While McQueen had many anxieties, running dry wasn’t among them. He was supremely confident of his instincts and his virtuosity. That ballast freed him to improvise, to take wild chances, and to jettison received ideas about what clothing should be made of (why not seashells or dead birds?), what it should look like (Renaissance court dress, galactic disco wear, the skins of a mutant species), and, above all, how much it could mean. The designer who creates a dress rarely invests it with as much feeling as the woman who wears it, and couture is not an obvious medium for self-revelation, but in McQueen’s case it was. His work was a form of confessional poetry.

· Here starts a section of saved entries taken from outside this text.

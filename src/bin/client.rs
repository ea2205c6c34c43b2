//! Interactive line-oriented client.
//!
//! Reads one request per line: `GET`, `POST <payload-file>`, `DELETE <id>`,
//! or any other word, which is sent verbatim as the HTTP method. Prints the
//! raw response body. Any HTTP client can stand in for this tool.

use std::fs;
use std::io::{self, BufRead, Write};

use anyhow::{Context, Result};
use clap::Parser;
use reqwest::Method;
use reqwest::blocking::Client;

#[derive(Debug, Parser)]
#[command(name = "rosterdb-client", version, about)]
struct Args {
    /// Server endpoint.
    #[arg(long, default_value = "http://localhost:8080/")]
    url: String,
}

fn main() -> Result<()> {
    let args = Args::parse();
    let client = Client::new();
    let stdin = io::stdin();

    loop {
        print!("Request:");
        io::stdout().flush()?;

        let mut line = String::new();
        if stdin.lock().read_line(&mut line)? == 0 {
            break;
        }
        let line = line.trim();
        if line.is_empty() {
            continue;
        }

        let mut parts = line.split_whitespace();
        let verb = parts.next().unwrap_or_default();
        let body = match verb {
            "POST" => {
                let path = match parts.next() {
                    Some(path) => path,
                    None => {
                        eprintln!("POST needs a payload file");
                        continue;
                    }
                };
                fs::read(path).with_context(|| format!("reading {path}"))?
            }
            "DELETE" => parts.next().unwrap_or_default().as_bytes().to_vec(),
            _ => Vec::new(),
        };

        let method = match Method::from_bytes(verb.as_bytes()) {
            Ok(method) => method,
            Err(_) => {
                eprintln!("invalid method '{verb}'");
                continue;
            }
        };

        match client.request(method, args.url.as_str()).body(body).send() {
            Ok(response) => println!("{}", response.text()?),
            Err(err) => eprintln!("request failed: {err}"),
        }
    }

    Ok(())
}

Last week, a retrospective of McQueen’s two decades in fashion, “Savage Beauty,” opened at the Metropolitan Museum, in the Iris and B. Gerald Cantor Exhibition Hall. Even if you never bother with fashion shows, go to this one. It has more in common with “Sleep No More,” the “immersive” performance of “Macbeth” currently playing in Chelsea, than it does with a conventional display of couture in a gallery, tent, or shop window. Andrew Bolton, the curator of the Met’s Costume Institute, has assembled a hundred ensembles and seventy accessories, mostly from the runway, with a few pieces of couture that McQueen designed at Givenchy, and he gives their history and psychology an astute reading. McQueen was an omnivore (literally so; he always struggled with his weight), and the richness of his work reflects a voracious consumption of high and low culture. He felt an affinity with the Flemish masters, Gospel singing, Elizabethan theatre and its cross-dressing heroines (a line from “A Midsummer Night’s Dream” was tattooed on his right biceps), contemporary performance art, punk, Surrealism, Japan, the ancient Yoruba, and fin-de-siècle aestheticism. In most particulars, however—including his death—he was an archetypal Romantic.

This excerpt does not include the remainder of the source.